Here’s the problem, though: If you want to talk about a “cure,” then it seems to me you had better be talking about a disease. A disease is something a person either has or does not have, and which can, in theory, be removed or prevented. Suffering is simply a part of the experience of being human. There is no “cure” for suffering — not one that medicine can provide. We can alleviate suffering; we can help people in need. But we can’t cure suffering.

That distinction isn’t merely semantic. Alexander argues that “Nobody is entitled to another person’s life,” and that “parents have the right to decide if they want to have an autistic child or not.” Available preventatives include abortion, but he hopes, short of that, for some kind of “genetic engineering” that will “turn off” the worst aspects of autism. But if autism is suffering and not a clearly delineated disease, what’s the minimum standard for genetically engineering our children? Who decides what constitutes suffering? Autism is already defined as a “spectrum,” on which Alexander places himself at the mild end:

I have some very minor sensory sensitivities, and they drive me nuts. But at least they only metaphorically drive me nuts, That’s because I’m an independent middle-class person who can throw money at problems to make them go away. I have no tolerance for stray noise, so I pay a little more than I should for housing and live in a quiet area outside town. I can’t stand constricting or scratchy clothing, so I only wear loose-fitting clothes, extend the collars, and cut off all the tags. It works pretty well – but only because I have a lot of control over my life. Put me in an institution where other people manage everything about my daily routine, and my life would fall apart. And my sensitivities are a fraction of a fraction of what real autistic people suffer.

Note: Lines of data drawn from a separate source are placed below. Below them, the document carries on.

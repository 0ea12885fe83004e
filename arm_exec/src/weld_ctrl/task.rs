//! Weld task definition and preprocessing

// ---------------------------------------------------------------------------
// IMPORTS
// ---------------------------------------------------------------------------

use log::debug;
use nalgebra::Vector3;
use serde::{Deserialize, Serialize};

use crate::kin::Pose;
use util::maths::isometry_from_rpy;

// ---------------------------------------------------------------------------
// CONSTANTS
// ---------------------------------------------------------------------------

/// Shielding gas flow used for stainless steel.
///
/// Units: litres/minute
const STAINLESS_GAS_FLOW_LPM: f64 = 15.0;

/// Voltage multiplier used for aluminium.
const ALUMINIUM_VOLTAGE_FACTOR: f64 = 1.1;

/// Wire feed multiplier used for aluminium.
const ALUMINIUM_WIRE_FEED_FACTOR: f64 = 0.9;

/// Seams thicker than this need more heat input.
///
/// Units: millimetres
const THICK_SEAM_MM: f64 = 5.0;

const THICK_SEAM_CURRENT_FACTOR: f64 = 1.2;

const THICK_SEAM_SPEED_FACTOR: f64 = 0.8;

// ---------------------------------------------------------------------------
// DATA STRUCTURES
// ---------------------------------------------------------------------------

/// Process parameters of the welding equipment.
#[derive(Debug, Clone, PartialEq, Serialize, Deserialize)]
#[serde(default)]
pub struct WeldParams {
    pub process_type: ProcessType,

    /// Arc voltage.
    ///
    /// Units: volts
    pub voltage_v: f64,

    /// Arc current.
    ///
    /// Units: amps
    pub current_a: f64,

    /// Travel speed of the torch along the seam.
    ///
    /// Units: millimetres/second
    pub speed_mms: f64,

    /// Units: millimetres/second
    pub wire_feed_rate_mms: f64,

    /// Units: litres/minute
    pub gas_flow_rate_lpm: f64,
}

/// A single straight seam to be welded.
#[derive(Debug, Clone, Serialize, Deserialize)]
pub struct WeldTask {
    /// Start pose of the torch in the arm base frame
    pub start: Pose,

    /// End pose of the torch in the arm base frame
    pub end: Pose,

    pub params: WeldParams,

    pub material: Material,

    /// Units: millimetres
    pub thickness_mm: f64,
}

// ---------------------------------------------------------------------------
// ENUMERATIONS
// ---------------------------------------------------------------------------

/// Welding process.
#[derive(Debug, Clone, Copy, PartialEq, Eq, Serialize, Deserialize)]
#[serde(rename_all = "UPPERCASE")]
pub enum ProcessType {
    Mig,
    Mag,
    Tig,
}

/// Workpiece material.
///
/// Materials are named by lowercase snake case strings in parameter files, unknown names are kept
/// as [`Material::Other`] and receive no material specific preprocessing.
#[derive(Debug, Clone, PartialEq, Eq, Serialize, Deserialize)]
#[serde(from = "String", into = "String")]
pub enum Material {
    MildSteel,
    StainlessSteel,
    Aluminum,
    Other(String),
}

// ---------------------------------------------------------------------------
// IMPLEMENTATIONS
// ---------------------------------------------------------------------------

impl Default for WeldParams {
    fn default() -> Self {
        Self {
            process_type: ProcessType::Mig,
            voltage_v: 24.0,
            current_a: 150.0,
            speed_mms: 5.0,
            wire_feed_rate_mms: 6.0,
            gas_flow_rate_lpm: 12.0,
        }
    }
}

impl WeldTask {
    /// Build a task from start/end points and roll-pitch-yaw orientations.
    ///
    /// Points are in metres, angles in radians.
    pub fn from_points(
        start_m: [f64; 3],
        start_rpy_rad: [f64; 3],
        end_m: [f64; 3],
        end_rpy_rad: [f64; 3],
        params: WeldParams,
        material: Material,
        thickness_mm: f64,
    ) -> Self {
        Self {
            start: isometry_from_rpy(&Vector3::from(start_m), &Vector3::from(start_rpy_rad)),
            end: isometry_from_rpy(&Vector3::from(end_m), &Vector3::from(end_rpy_rad)),
            params,
            material,
            thickness_mm,
        }
    }

    /// Apply the material and thickness rules to the process parameters, returning the adjusted
    /// task.
    ///
    /// Material rules are applied before thickness rules.
    pub fn preprocess(&self) -> WeldTask {
        let mut task = self.clone();
        let p = &mut task.params;

        match task.material {
            Material::StainlessSteel => p.gas_flow_rate_lpm = STAINLESS_GAS_FLOW_LPM,
            Material::Aluminum => {
                p.voltage_v *= ALUMINIUM_VOLTAGE_FACTOR;
                p.wire_feed_rate_mms *= ALUMINIUM_WIRE_FEED_FACTOR;
            }
            Material::MildSteel | Material::Other(_) => (),
        }

        if task.thickness_mm > THICK_SEAM_MM {
            p.current_a *= THICK_SEAM_CURRENT_FACTOR;
            p.speed_mms *= THICK_SEAM_SPEED_FACTOR;
        }

        debug!("Preprocessed weld parameters: {:?}", p);

        task
    }
}

impl From<String> for Material {
    fn from(s: String) -> Self {
        Material::from(s.as_str())
    }
}

impl From<&str> for Material {
    fn from(s: &str) -> Self {
        match s {
            "mild_steel" => Material::MildSteel,
            "stainless_steel" => Material::StainlessSteel,
            "aluminum" | "aluminium" => Material::Aluminum,
            other => Material::Other(other.to_string()),
        }
    }
}

impl From<Material> for String {
    fn from(m: Material) -> Self {
        match m {
            Material::MildSteel => "mild_steel".into(),
            Material::StainlessSteel => "stainless_steel".into(),
            Material::Aluminum => "aluminum".into(),
            Material::Other(s) => s,
        }
    }
}

#[cfg(test)]
mod test {
    use super::*;

    fn task(material: &str, thickness_mm: f64) -> WeldTask {
        WeldTask::from_points(
            [1.0, -0.05, 0.0],
            [0.0; 3],
            [1.0, 0.05, 0.0],
            [0.0; 3],
            WeldParams::default(),
            material.into(),
            thickness_mm,
        )
    }

    #[test]
    fn test_preprocess_mild_steel() {
        let t = task("mild_steel", 3.0).preprocess();
        assert_eq!(t.params, WeldParams::default());
    }

    #[test]
    fn test_preprocess_stainless() {
        let t = task("stainless_steel", 3.0).preprocess();
        assert_eq!(t.params.gas_flow_rate_lpm, 15.0);
        assert_eq!(t.params.voltage_v, 24.0);
    }

    #[test]
    fn test_preprocess_aluminum() {
        let t = task("aluminum", 3.0).preprocess();
        assert!((t.params.voltage_v - 26.4).abs() < 1e-9);
        assert!((t.params.wire_feed_rate_mms - 5.4).abs() < 1e-9);
        assert_eq!(t.params.current_a, 150.0);
    }

    #[test]
    fn test_preprocess_thick_seam() {
        let t = task("mild_steel", 6.0).preprocess();
        assert!((t.params.current_a - 180.0).abs() < 1e-9);
        assert!((t.params.speed_mms - 4.0).abs() < 1e-9);

        // Exactly at the threshold is not thick
        let t = task("mild_steel", 5.0).preprocess();
        assert_eq!(t.params.current_a, 150.0);
    }

    #[test]
    fn test_preprocess_combined() {
        let original = task("aluminum", 8.0);
        let t = original.preprocess();
        assert!((t.params.voltage_v - 26.4).abs() < 1e-9);
        assert!((t.params.current_a - 180.0).abs() < 1e-9);

        // The input task is untouched
        assert_eq!(original.params, WeldParams::default());
    }

    #[test]
    fn test_material_names() {
        assert_eq!(Material::from("stainless_steel"), Material::StainlessSteel);
        assert_eq!(Material::from("aluminium"), Material::Aluminum);
        assert_eq!(Material::from("copper"), Material::Other("copper".into()));
        assert_eq!(String::from(Material::MildSteel), "mild_steel");
    }

    #[test]
    fn test_task_serde() {
        let t = task("stainless_steel", 2.0);
        let json = serde_json::to_string(&t).unwrap();
        assert!(json.contains("\"stainless_steel\""));
        assert!(json.contains("\"MIG\""));

        let back: WeldTask = serde_json::from_str(&json).unwrap();
        assert_eq!(back.material, Material::StainlessSteel);
        assert!((back.end.translation.vector.y - 0.05).abs() < 1e-12);
    }
}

I get that. I really do. So I ask: Would Alexander want his parents to have “cured” him? I’m not sure I would. All kids are a pain in the ass: How much of a pain in the ass is too much of a pain in the ass? At what point do parents have the right to genetically re-engineer them in the name of alleviating anticipated suffering? Somewhere between needing to cut the tags out of clothing and chewing off body parts, a line needs to be drawn. Who gets to draw it, and where?1

Alexander sort of nods in the direction of medical ethics, but he does so in a way that makes me more nervous than if he had said nothing at all: “Everything about genetic engineering raises thorny scientific and ethical quandaries, and I can only hope we don’t drag our feet in creating the eight-foot-tall IQ 300 supermen who can solve them.” I’m afraid I see no evidence that intelligent people are the ones to solve ethical problems, or even that ethical problems can be solved in the manner of physical science. “Society is fixed,” he says, “but biology is malleable” — meaning that it will be easier to cure diseases than to build humane institutions. The principle is valid even if I think the phrasing is cynical, and we’d better apply it to our thinking about medical ethics, as well. The only way this society likely to “solve” those problems any time soon is by ignoring them.

In the meantime, I’d ask this: If you’re going to define humane problems (suffering), propose humane solutions (kindness, care). If you’re going to propose medical solutions (cures, genetic engineering), make sure you’ve defined a medical problem (a disease) for them to solve. And please, please, please: if you’re talking about doing things to people against their wills, define your terms and categories with the utmost rigor.

  1. Alexander throws out the figure of one in a hundred, but that’s the estimate made by an organization trying to raise awareness of the number of people on the “autism spectrum,” which includes mild Asperger’s. He then says that forty percent of those people need to be institutionalized — one out of 250 people overall. That can’t be right. It gets worse when you toss in statistics like a 96% unemployment rate among autistic adults, as someone did in the comments on Alexander’s article. Suddenly you’ve got a whole lot of people with a wide range of “suffering” and we’re talking about curing that “suffering” by genetic engineering? We need to define some categories, and fast.